L’étymologie du mot hôpital (hospes) indique tout d’abord la destination de ce genre d’établissemens. A l’époque où l’absence de routes ne permettait de cheminer qu’à cheval ou à pied, où les mœurs primitives des peuples nomades subsistaient encore, où les pèlerinages étaient incessans, le cubiculum hospitale, la chambre d’hospitalité, existait dans la demeure des personnages riches ; les municipes, les congrégations religieuses, par charité autant que par intérêt, pour attirer et retenir les étrangers, firent construire des maisons où les pèlerins et les voyageurs trouvaient le gîte et parfois même la nourriture. Ceux qui étaient arrêtés par la fatigue, la misère, la souffrance, par un accident quelconque, y prolongeaient leur séjour. Il est probable que pendant une de ces famines et de ces épidémies si fréquentes au moyen âge[1], le caractère de l’institution se modifia ; les hôtes firent place aux malades, et plus d’une maison d’hospitalité devint une maladrerie avec le double caractère d’hospice et d’hôpital.
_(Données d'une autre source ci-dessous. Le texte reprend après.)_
use axum::response::sse::Event;
use events::LoginEvent;
use std::time::Duration;

/// Trait for getting the SSE event type name
pub trait EventType {
    fn event_type(&self) -> &'static str;
}

/// Unit written to a stream session's output.
///
/// Frames stay transport-agnostic until [`Frame::into_event`] renders them in
/// SSE wire format at the HTTP edge.
#[derive(Debug, Clone, PartialEq, Eq)]
pub enum Frame {
    /// Client reconnection delay directive (`retry:<millis>`).
    Retry(Duration),
    /// A relayed login notification, carried as raw JSON in the `data` field.
    Login(LoginEvent),
    /// Human-readable time-of-day line written by the session's own timer.
    Heartbeat { time: String },
}

impl EventType for Frame {
    fn event_type(&self) -> &'static str {
        match self {
            Frame::Retry(_) => "retry",
            Frame::Login(_) => "user_logged_in",
            Frame::Heartbeat { .. } => "heartbeat",
        }
    }
}

impl Frame {
    pub fn heartbeat(time: impl Into<String>) -> Self {
        Frame::Heartbeat { time: time.into() }
    }

    /// Render the frame as an SSE event.
    ///
    /// A retry frame renders as a bare `retry:` field with no event name, so it
    /// reaches the wire as exactly `retry:<millis>\n\n`.
    pub fn into_event(self) -> Result<Event, serde_json::Error> {
        let event = match &self {
            Frame::Retry(interval) => Event::default().retry(*interval),
            Frame::Login(login) => {
                let data = serde_json::to_string(login)?;
                Event::default().event(self.event_type()).data(data)
            }
            Frame::Heartbeat { time } => Event::default()
                .event(self.event_type())
                .data(format!("The time is {time}")),
        };
        Ok(event)
    }
}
Ce dernier mot a subsisté, quoiqu’il ait aujourd’hui singulièrement dévié de son acception première. Il est à peu près certain que l’hôpital parisien par excellence, l’Hôtel-Dieu, traversa ces différentes phases. Ce fut d’abord, au VIIe siècle, un couvent de femmes sous l’invocation de saint Christophe. On sait qu’en 829 c’était déjà un refuge

  1. « Sur soixante-treize ans, il y en eut quarante-huit de famines et d’épidémies. En 987, grande famine et épidémie ; en 989, grande famine ; en 960-994, famine et mal des ardens ; en 1001, grande famine ; en 1003-1008, famine et mortalité ; en 1010-1014, famine et mal des ardens ; en 1027-1029, famine (anthropophagie) ; en 1031-1033, famine atroce ; en 1035, famine, épidémie ; en 1045-1046, famine en France et en Allemagne ; en 1053-1058, famine et mortalité pendant cinq ans ; en 1059, famine de sept ans, mortalité. » Michelet, Histoire de France, 2e édit., t. II, p. 135-136.